Title: Iran Refines Subsidy System: New Policy Targets High-Income Households for October Payments
Tehran – A significant update to Iran’s national subsidy program is set to take effect, aligning with the provisions of the country’s annual budget law. The new policy introduces refined eligibility criteria designed to enhance the economic support system for citizens.
Revised Eligibility Based on Household Income
The core of the new policy involves the removal of cash subsidies for households with a per capita income exceeding 10 million tomans. This initiative, grounded in legislation, aims to reallocate national resources more effectively. It is projected that this adjustment will impact approximately one million households, primarily within the upper income brackets (8 to 10). Officials have clarified that the assessment will be based on household income after the deduction of housing costs, ensuring a more accurate targeting mechanism.
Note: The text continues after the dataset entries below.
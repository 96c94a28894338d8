use axum::{
    Json,
    extract::rejection::{JsonRejection, PathRejection, QueryRejection},
    http::StatusCode,
    response::{IntoResponse, Response},
};
use serde::{Deserialize, Serialize};

/// Error response type
#[derive(Serialize, Deserialize, utoipa::ToSchema)]
pub struct ErrorResponse {
    pub error: String,
}

/// Validation failure raised while extracting a request
///
/// Every variant names the part of the request that failed to coerce into its
/// declared type. All of them render as `422 Unprocessable Entity`; handlers
/// never see a request that produced one of these.
#[derive(Debug)]
pub enum ApiError {
    /// A path segment could not be parsed into its declared type
    InvalidPathParam(String),
    /// A query parameter was missing or could not be parsed
    InvalidQueryParam(String),
    /// The request body was not valid JSON for the declared record
    InvalidBody(String),
}

impl IntoResponse for ApiError {
    fn into_response(self) -> Response {
        let error_message = match self {
            ApiError::InvalidPathParam(msg) => format!("Invalid path parameter: {}", msg),
            ApiError::InvalidQueryParam(msg) => format!("Invalid query parameter: {}", msg),
            ApiError::InvalidBody(msg) => format!("Invalid request body: {}", msg),
        };

        tracing::debug!("Rejecting request: {}", error_message);

        let body = Json(ErrorResponse {
            error: error_message,
        });

        (StatusCode::UNPROCESSABLE_ENTITY, body).into_response()
    }
}

impl From<PathRejection> for ApiError {
    fn from(rejection: PathRejection) -> Self {
        ApiError::InvalidPathParam(rejection.body_text())
    }
}

impl From<QueryRejection> for ApiError {
    fn from(rejection: QueryRejection) -> Self {
        ApiError::InvalidQueryParam(rejection.body_text())
    }
}

impl From<JsonRejection> for ApiError {
    fn from(rejection: JsonRejection) -> Self {
        ApiError::InvalidBody(rejection.body_text())
    }
}
use crate::error::ErrorResponse;
use crate::extract::{ValidPath, ValidQuery};
use crate::fake_db;
use crate::models::{FakeItem, ItemQuery, ItemView, Pagination, RequiredItem, RequiredQuery};
use crate::routes;
use axum::{Json, http::StatusCode};

/// GET /items/ handler - Slice of the fake item list
///
/// Query parameters:
/// - skip: Index of the first item (optional, default: 0)
/// - limit: Number of items to return (optional, default: 10)
///
/// Negative values count from the end of the list. Bounds are never rejected;
/// a window outside the list is simply empty.
#[utoipa::path(
    get,
    path = routes::ITEMS,
    params(
        ("skip" = Option<i64>, Query, description = "Index of the first item"),
        ("limit" = Option<i64>, Query, description = "Number of items to return")
    ),
    responses(
        (status = 200, description = "Slice of the fake item list", body = [FakeItem]),
        (status = 422, description = "skip or limit is not an integer", body = ErrorResponse)
    ),
    tag = "read"
)]
pub async fn list_items_handler(
    ValidQuery(pagination): ValidQuery<Pagination>,
) -> (StatusCode, Json<Vec<FakeItem>>) {
    let items = fake_db::page(pagination.skip, pagination.limit);

    tracing::info!(
        "Listed {} fake items (skip: {}, limit: {})",
        items.len(),
        pagination.skip,
        pagination.limit
    );

    (StatusCode::OK, Json(items))
}

/// GET /items/{item_id} handler - Echo an item id
///
/// `q` is echoed when non-empty. The long description is included unless
/// `short` is set; `short` accepts `1`, `yes`, `on`, `true` and their negations.
#[utoipa::path(
    get,
    path = routes::ITEM,
    params(
        ("item_id" = String, Path, description = "Item identifier"),
        ("q" = Option<String>, Query, description = "Optional search text"),
        ("short" = Option<bool>, Query, description = "Omit the long description")
    ),
    responses(
        (status = 200, description = "Item view", body = ItemView),
        (status = 422, description = "short is not a boolean", body = ErrorResponse)
    ),
    tag = "read"
)]
pub async fn read_item_handler(
    ValidPath(item_id): ValidPath<String>,
    ValidQuery(query): ValidQuery<ItemQuery>,
) -> (StatusCode, Json<ItemView>) {
    tracing::debug!("Reading item {} (short: {})", item_id, query.short);
    (StatusCode::OK, Json(ItemView::new(item_id, None, &query)))
}

/// GET /items_r/{item_id} handler - Item with a required query parameter
#[utoipa::path(
    get,
    path = routes::REQUIRED_ITEM,
    params(
        ("item_id" = String, Path, description = "Item identifier"),
        ("needy" = String, Query, description = "Required value echoed back")
    ),
    responses(
        (status = 200, description = "Item with the required value", body = RequiredItem),
        (status = 422, description = "needy is missing", body = ErrorResponse)
    ),
    tag = "read"
)]
pub async fn read_required_item_handler(
    ValidPath(item_id): ValidPath<String>,
    ValidQuery(query): ValidQuery<RequiredQuery>,
) -> (StatusCode, Json<RequiredItem>) {
    tracing::debug!("Reading item {} with needy={}", item_id, query.needy);
    (
        StatusCode::OK,
        Json(RequiredItem {
            item_id,
            needy: query.needy,
        }),
    )
}
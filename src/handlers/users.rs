use crate::error::ErrorResponse;
use crate::extract::{ValidPath, ValidQuery};
use crate::models::{ItemQuery, ItemView};
use crate::routes;
use axum::{Json, http::StatusCode};

/// GET /users/{user_id}/items/{item_id} handler - Item owned by a user
#[utoipa::path(
    get,
    path = routes::USER_ITEM,
    params(
        ("user_id" = i64, Path, description = "Owner id"),
        ("item_id" = String, Path, description = "Item identifier"),
        ("q" = Option<String>, Query, description = "Optional search text"),
        ("short" = Option<bool>, Query, description = "Omit the long description")
    ),
    responses(
        (status = 200, description = "Item view with owner", body = ItemView),
        (status = 422, description = "user_id is not an integer or short is not a boolean", body = ErrorResponse)
    ),
    tag = "read"
)]
pub async fn user_item_handler(
    ValidPath((user_id, item_id)): ValidPath<(i64, String)>,
    ValidQuery(query): ValidQuery<ItemQuery>,
) -> (StatusCode, Json<ItemView>) {
    tracing::debug!("Reading item {} for user {}", item_id, user_id);
    (
        StatusCode::OK,
        Json(ItemView::new(item_id, Some(user_id), &query)),
    )
}

#[cfg(test)]
mod tests {
    use crate::app::read_router;
    use crate::handlers::test_support::get;
    use crate::models::LONG_DESCRIPTION;
    use axum::http::StatusCode;
    use serde_json::json;

    #[tokio::test]
    async fn test_user_item_full() {
        let (status, body) = get(read_router(), "/users/7/items/foo?q=bar").await;

        assert_eq!(status, StatusCode::OK);
        assert_eq!(
            body,
            json!({
                "item_id": "foo",
                "owner_id": 7,
                "q": "bar",
                "description": LONG_DESCRIPTION
            })
        );
    }

    #[tokio::test]
    async fn test_user_item_short() {
        let (status, body) = get(read_router(), "/users/7/items/foo?short=yes").await;

        assert_eq!(status, StatusCode::OK);
        assert_eq!(body, json!({"item_id": "foo", "owner_id": 7}));
    }

    #[tokio::test]
    async fn test_user_id_must_be_integer() {
        let (status, body) = get(read_router(), "/users/alice/items/foo").await;

        assert_eq!(status, StatusCode::UNPROCESSABLE_ENTITY);
        assert!(body["error"].as_str().unwrap().contains("Invalid path parameter"));
    }
}
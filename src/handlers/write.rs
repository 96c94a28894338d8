use crate::error::ErrorResponse;
use crate::extract::{ValidJson, ValidPath, ValidQuery};
use crate::models::{Item, ItemResponse, UpdateQuery};
use crate::routes;
use axum::{Json, http::StatusCode};

/// POST /items/ handler - Echo an item, adding the taxed price
///
/// `price_with_tax` is present only when the body carries a non-zero `tax`.
#[utoipa::path(
    post,
    path = routes::ITEMS,
    request_body = Item,
    responses(
        (status = 200, description = "Item with derived price", body = ItemResponse),
        (status = 422, description = "Malformed JSON or missing name/price", body = ErrorResponse)
    ),
    tag = "write"
)]
pub async fn create_item_handler(
    ValidJson(item): ValidJson<Item>,
) -> (StatusCode, Json<ItemResponse>) {
    let price_with_tax = item.price_with_tax();

    tracing::info!(
        "Created item '{}' (price: {}, price_with_tax: {:?})",
        item.name,
        item.price,
        price_with_tax
    );

    (
        StatusCode::OK,
        Json(ItemResponse {
            item_id: None,
            item,
            price_with_tax,
            q: None,
        }),
    )
}

/// PUT /items/{item_id} handler - Merge the path id into the item
///
/// `q` is echoed when non-empty.
#[utoipa::path(
    put,
    path = routes::ITEM,
    params(
        ("item_id" = i64, Path, description = "Item id"),
        ("q" = Option<String>, Query, description = "Optional search text")
    ),
    request_body = Item,
    responses(
        (status = 200, description = "Item merged with its id", body = ItemResponse),
        (status = 422, description = "Non-integer id, malformed JSON or missing name/price", body = ErrorResponse)
    ),
    tag = "write"
)]
pub async fn update_item_handler(
    ValidPath(item_id): ValidPath<i64>,
    ValidQuery(query): ValidQuery<UpdateQuery>,
    ValidJson(item): ValidJson<Item>,
) -> (StatusCode, Json<ItemResponse>) {
    tracing::info!("Updated item {} ('{}')", item_id, item.name);

    (
        StatusCode::OK,
        Json(ItemResponse {
            item_id: Some(item_id),
            item,
            price_with_tax: None,
            q: query.q.filter(|q| !q.is_empty()),
        }),
    )
}
//! Data models for the seismic analysis gateway
//!
//! - Channel segments and their typed timeseries payloads
//! - FK power spectra and request inputs
//! - Signal detections and feature measurements (claim checks into the cache)
//! - Station geometry
//! - FK computation state machine

pub mod channel_segment;
pub mod fk;
pub mod fk_computation;
pub mod signal_detection;
pub mod station;

pub use channel_segment::{
    ChannelSegment, ChannelSegmentType, CreationInfo, Timeseries, TimeseriesType, Waveform,
};
pub use fk::{
    ContributingChannel, FkAttributes, FkConfiguration, FkFrequencyThumbnail,
    FkFrequencyThumbnailBySdId, FkInput, FkPowerSpectra, FkPowerSpectrum, FrequencyBand,
    FstatData, MarkFksReviewedInput, WindowParameters,
};
pub use fk_computation::{FkComputation, FkComputeState, StateTransition};
pub use signal_detection::{
    FeatureMeasurement, FeatureMeasurementType, MeasurementValue, SignalDetection,
    SignalDetectionHypothesis,
};
pub use station::{Location, ProcessingChannel, ProcessingStation, RelativePosition};
//! FK endpoints: compute, thumbnails, review toggle

use axum::{extract::State, routing::post, Json, Router};
use serde::{Deserialize, Serialize};

use crate::models::{
    FkFrequencyThumbnailBySdId, FkInput, FrequencyBand, MarkFksReviewedInput, SignalDetection,
};
use crate::services::FkComputeOutcome;
use crate::{ApiResult, AppState};

/// POST /fk/compute
pub async fn compute_fk(
    State(state): State<AppState>,
    Json(input): Json<FkInput>,
) -> ApiResult<Json<FkComputeOutcome>> {
    let outcome = state.services.fk.compute_fk(&input).await?;
    Ok(Json(outcome))
}

#[derive(Debug, Deserialize)]
#[serde(rename_all = "camelCase")]
pub struct ThumbnailRequest {
    pub input: FkInput,
    /// Configured default bands when absent
    #[serde(default)]
    pub frequency_bands: Option<Vec<FrequencyBand>>,
}

/// POST /fk/thumbnails
pub async fn compute_thumbnails(
    State(state): State<AppState>,
    Json(request): Json<ThumbnailRequest>,
) -> ApiResult<Json<FkFrequencyThumbnailBySdId>> {
    let thumbnails = state
        .services
        .fk
        .compute_fk_frequency_thumbnails(&request.input, request.frequency_bands)
        .await?;
    Ok(Json(thumbnails))
}

#[derive(Debug, Serialize)]
#[serde(rename_all = "camelCase")]
pub struct MarkReviewedResponse {
    pub signal_detections: Vec<SignalDetection>,
}

/// POST /fk/reviewed
pub async fn mark_reviewed(
    State(state): State<AppState>,
    Json(input): Json<MarkFksReviewedInput>,
) -> Json<MarkReviewedResponse> {
    let signal_detections = state.services.fk.mark_fks_reviewed(&input).await;
    Json(MarkReviewedResponse { signal_detections })
}

pub fn fk_routes() -> Router<AppState> {
    Router::new()
        .route("/fk/compute", post(compute_fk))
        .route("/fk/thumbnails", post(compute_thumbnails))
        .route("/fk/reviewed", post(mark_reviewed))
}
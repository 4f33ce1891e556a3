//! Common error types for the seismic analysis services

use thiserror::Error;

/// Common result type for gateway operations
pub type Result<T> = std::result::Result<T, Error>;

/// Common error types across the gateway crates
#[derive(Error, Debug)]
pub enum Error {
    /// I/O operation error (wraps std::io::Error)
    #[error("IO error: {0}")]
    Io(#[from] std::io::Error),

    /// TOML parse error while reading a configuration file
    #[error("TOML error: {0}")]
    Toml(#[from] toml::de::Error),

    /// Configuration loading or validation error
    #[error("Configuration error: {0}")]
    Config(String),

    /// Invalid input, e.g. an unparseable wire timestamp
    #[error("Invalid input: {0}")]
    InvalidInput(String),
}
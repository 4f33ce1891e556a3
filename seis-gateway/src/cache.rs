//! In-memory channel segment cache
//!
//! Segments are held as immutable `Arc` snapshots. Updates build a new
//! snapshot and swap it in under the write lock; readers holding an old
//! snapshot never observe a partial change.

use crate::models::{ChannelSegment, ChannelSegmentType, Timeseries};
use std::collections::HashMap;
use std::sync::Arc;
use tokio::sync::RwLock;
use tracing::debug;

/// Result of a channel/time-range cache lookup
#[derive(Debug, Clone, Default)]
pub struct CacheResults {
    /// Segments satisfying the request, truncated to it
    pub hits: Vec<ChannelSegment>,
    /// Requested channel ids with no satisfying segment
    pub misses: Vec<String>,
}

#[derive(Debug, Default)]
pub struct ChannelSegmentCache {
    segments: RwLock<HashMap<String, Arc<ChannelSegment>>>,
}

impl ChannelSegmentCache {
    pub fn new() -> Self {
        Self::default()
    }

    /// Insert or replace by segment id
    pub async fn put(&self, segment: ChannelSegment) -> Arc<ChannelSegment> {
        let snapshot = Arc::new(segment);
        debug!(segment_id = %snapshot.id, "Caching channel segment");
        self.segments
            .write()
            .await
            .insert(snapshot.id.clone(), Arc::clone(&snapshot));
        snapshot
    }

    pub async fn get_by_id(&self, id: &str) -> Option<Arc<ChannelSegment>> {
        self.segments.read().await.get(id).cloned()
    }

    /// Look up segments for `channel_ids` covering `[start, end)`
    ///
    /// At most one hit is reported per channel; segments are never
    /// stitched together.
    pub async fn query_by_channels_and_range(
        &self,
        channel_ids: &[String],
        start: f64,
        end: f64,
        segment_type: ChannelSegmentType,
    ) -> CacheResults {
        let segments = self.segments.read().await;
        let mut results = CacheResults::default();

        for channel_id in channel_ids {
            let hit = segments
                .values()
                .find(|s| is_hit(s, channel_id, start, end, segment_type));
            match hit {
                Some(segment) => results.hits.push(truncate(segment, start, end)),
                None => results.misses.push(channel_id.clone()),
            }
        }

        debug!(
            requested = channel_ids.len(),
            hits = results.hits.len(),
            misses = results.misses.len(),
            "Channel segment cache lookup"
        );
        results
    }

    /// Replace a cached segment with an edited copy
    ///
    /// Returns the new snapshot, or `None` if `id` is not cached.
    pub async fn update<F>(&self, id: &str, edit: F) -> Option<Arc<ChannelSegment>>
    where
        F: FnOnce(&mut ChannelSegment),
    {
        let mut segments = self.segments.write().await;
        let current = segments.get(id)?;
        let mut next = ChannelSegment::clone(current);
        edit(&mut next);
        let snapshot = Arc::new(next);
        segments.insert(id.to_string(), Arc::clone(&snapshot));
        Some(snapshot)
    }

    pub async fn len(&self) -> usize {
        self.segments.read().await.len()
    }

    pub async fn is_empty(&self) -> bool {
        self.segments.read().await.is_empty()
    }
}

/// Whether `segment` satisfies a request for `channel_id` over `[start, end)`
///
/// Beam kinds accept any overlap; every other kind requires the request
/// to lie entirely within the segment.
pub fn is_hit(
    segment: &ChannelSegment,
    channel_id: &str,
    start: f64,
    end: f64,
    segment_type: ChannelSegmentType,
) -> bool {
    if segment.channel_id != channel_id || segment.segment_type != segment_type {
        return false;
    }
    if segment_type.is_beam() {
        segment.overlaps(start, end)
    } else {
        segment.contains(start, end)
    }
}

/// Copy of `segment` limited to `[start, end)`
///
/// Only waveform series are cut; FK spectra come back unchanged.
pub fn truncate(segment: &ChannelSegment, start: f64, end: f64) -> ChannelSegment {
    let Timeseries::Waveform(series) = &segment.timeseries else {
        return segment.clone();
    };

    let start = start.max(segment.start_time);
    let end = end.min(segment.end_time).max(start);

    let waveforms = series
        .iter()
        .map(|wf| {
            let len = wf.values.len();
            let index = |t: f64| -> usize {
                let i = ((t - wf.start_time) * wf.sample_rate).floor();
                if i.is_finite() && i > 0.0 {
                    (i as usize).min(len)
                } else {
                    0
                }
            };
            let (first, last) = (index(start), index(end));
            let values = wf.values[first..last.max(first)].to_vec();
            let mut cut = wf.clone();
            if wf.sample_rate > 0.0 {
                cut.start_time = wf.start_time + first as f64 / wf.sample_rate;
            }
            cut.sample_count = values.len();
            cut.values = values;
            cut
        })
        .collect::<Vec<_>>();

    // Segment bounds follow the sample-aligned cut, not the requested range
    let (start_time, end_time) = match waveforms.first() {
        Some(wf) if wf.sample_rate > 0.0 => (wf.start_time, wf.end_time()),
        _ => (start, end),
    };

    ChannelSegment {
        start_time,
        end_time,
        timeseries: Timeseries::Waveform(waveforms),
        ..segment.clone()
    }
}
Official Notification Process
Households identified as ineligible under the new criteria will receive an official SMS notification. The message will state: “Based on the parliamentary mandate and an examination of banking and asset indices, your household’s per capita income exceeds 10 million tomans; therefore, you do not qualify for the subsidy.” This transparent process ensures citizens are informed directly of any changes to their status.
New Procedure for Adults Over 18
A key feature of the updated system addresses the status of single individuals over the age of 18. Family heads can now request to separate the subsidy for such members through the non-attendant services portal of the Targeted Subsidies Organization at ncr.ir.
Upon submission, the individual’s economic status will be evaluated by the Ministry of Cooperatives, Labour, and Social Welfare. The head of the family will be notified of the result via SMS. If the request is approved, the National Organization for Civil Registration will facilitate the creation of a new, single-person household. Should the individual then qualify for the subsidy based on the economic assessment, the payment will be deposited directly into an account they have registered with the online portal.
This recalibration of the subsidy framework underscores the government’s commitment to strengthening the social safety net and ensuring that economic support reaches its intended beneficiaries with greater precision.